*WHAT IS REQUIRED*: Nothing outside the range below should be printed. Output exactly the lines from the line with "filename src/middleware/extract.rs" to the line with "use crate::error::ApiError;", both included.

[Stored data entries]
+++

// handlers/public/system.rs - GET / and GET /health

use axum::{extract::State, http::StatusCode, response::IntoResponse, Json};
use serde_json::{json, Value};

use crate::state::AppState;

pub async fn root() -> Json<Value> {
    let version = env!("CARGO_PKG_VERSION");

    Json(json!({
        "name": "Kestrel API",
        "version": version,
        "description": "Shared game catalogue with personal library and now-playing lists",
        "endpoints": {
            "games": "/api/games[/:id] (public read, elevated edit/delete)",
            "comments": "/api/games/:id/comments (protected)",
            "search": "/api/search-games?query=, /api/search-games-details/:external_id (public)",
            "top": "/api/top-games (public)",
            "users": "/api/users/{me,library,now_playing,game_status} (protected)",
        }
    }))
}

pub async fn health(State(state): State<AppState>) -> impl IntoResponse {
    let now = chrono::Utc::now();

    match state.store.ping().await {
        Ok(()) => (
            StatusCode::OK,
            Json(json!({
                "status": "ok",
                "timestamp": now,
                "database": "ok"
            })),
        ),
        Err(e) => {
            tracing::warn!("Health check failed: {}", e);
            (
                StatusCode::SERVICE_UNAVAILABLE,
                Json(json!({
                    "status": "degraded",
                    "timestamp": now,
                    "database": "unavailable"
                })),
            )
        }
    }
}
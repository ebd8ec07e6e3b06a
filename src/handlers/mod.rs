// handlers/mod.rs - 3-Tier Handler Architecture
//
// Public (no auth) → Protected (baseline permission) → Elevated (admin permission)

pub mod elevated;
pub mod protected;
pub mod public;
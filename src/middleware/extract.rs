//! Extractors whose rejections render as `bad_request` errors

use axum::{
    extract::{FromRequest, FromRequestParts, Path, Query, Request},
    http::request::Parts,
    Json,
};
use serde::de::DeserializeOwned;

use crate::error::ApiError;

pub struct ApiJson<T>(pub T);

#[axum::async_trait]
impl<T, S> FromRequest<S> for ApiJson<T>
where
    T: DeserializeOwned,
    S: Send + Sync,
{
    type Rejection = ApiError;

    async fn from_request(req: Request, state: &S) -> Result<Self, Self::Rejection> {
        let Json(value) = Json::<T>::from_request(req, state)
            .await
            .map_err(|rejection| ApiError::bad_request(rejection.body_text()))?;
        Ok(Self(value))
    }
}

pub struct ApiPath<T>(pub T);

#[axum::async_trait]
impl<T, S> FromRequestParts<S> for ApiPath<T>
where
    T: DeserializeOwned + Send,
    S: Send + Sync,
{
    type Rejection = ApiError;

    async fn from_request_parts(parts: &mut Parts, state: &S) -> Result<Self, Self::Rejection> {
        let Path(value) = Path::<T>::from_request_parts(parts, state)
            .await
            .map_err(|rejection| ApiError::bad_request(rejection.body_text()))?;
        Ok(Self(value))
    }
}

pub struct ApiQuery<T>(pub T);

#[axum::async_trait]
impl<T, S> FromRequestParts<S> for ApiQuery<T>
where
    T: DeserializeOwned,
    S: Send + Sync,
{
    type Rejection = ApiError;

    async fn from_request_parts(parts: &mut Parts, state: &S) -> Result<Self, Self::Rejection> {
        let Query(value) = Query::<T>::from_request_parts(parts, state)
            .await
            .map_err(|rejection| ApiError::bad_request(rejection.body_text()))?;
        Ok(Self(value))
    }
}
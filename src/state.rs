use std::sync::Arc;

use anyhow::Context;
use tracing::info;

use crate::auth::TokenVerifier;
use crate::config::AppConfig;
use crate::database::{self, CatalogueStore};
use crate::services::{ExternalCatalogue, IgdbSource};

/// Shared application state handed to every handler
#[derive(Clone)]
pub struct AppState {
    pub store: Arc<dyn CatalogueStore>,
    pub verifier: Arc<TokenVerifier>,
    pub catalogue: ExternalCatalogue,
}

impl AppState {
    pub fn new(
        store: Arc<dyn CatalogueStore>,
        verifier: TokenVerifier,
        catalogue: ExternalCatalogue,
    ) -> Self {
        Self {
            store,
            verifier: Arc::new(verifier),
            catalogue,
        }
    }

    /// Wire the configured backends: store, signing keys and metadata source
    pub async fn from_config(config: &AppConfig) -> anyhow::Result<Self> {
        let store = database::open_store(&config.storage)
            .await
            .context("failed to open catalogue store")?;

        let verifier = TokenVerifier::load(&config.identity)
            .await
            .context("failed to load token signing keys")?;
        info!("Token verifier ready: {:?}", verifier);

        let source = IgdbSource::new(&config.catalogue).context("failed to build catalogue client")?;
        let catalogue = ExternalCatalogue::new(Arc::new(source));

        Ok(Self::new(store, verifier, catalogue))
    }
}

impl std::fmt::Debug for AppState {
    fn fmt(&self, f: &mut std::fmt::Formatter<'_>) -> std::fmt::Result {
        f.debug_struct("AppState")
            .field("verifier", &self.verifier)
            .field("catalogue", &self.catalogue)
            .finish_non_exhaustive()
    }
}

+++

*EXERCISE RESULT*:
filename src/middleware/extract.rs
//! Extractors whose rejections render as `bad_request` errors

use axum::{
    extract::{FromRequest, FromRequestParts, Path, Query, Request},
    http::request::Parts,
    Json,
};
use serde::de::DeserializeOwned;

use crate::error::ApiError;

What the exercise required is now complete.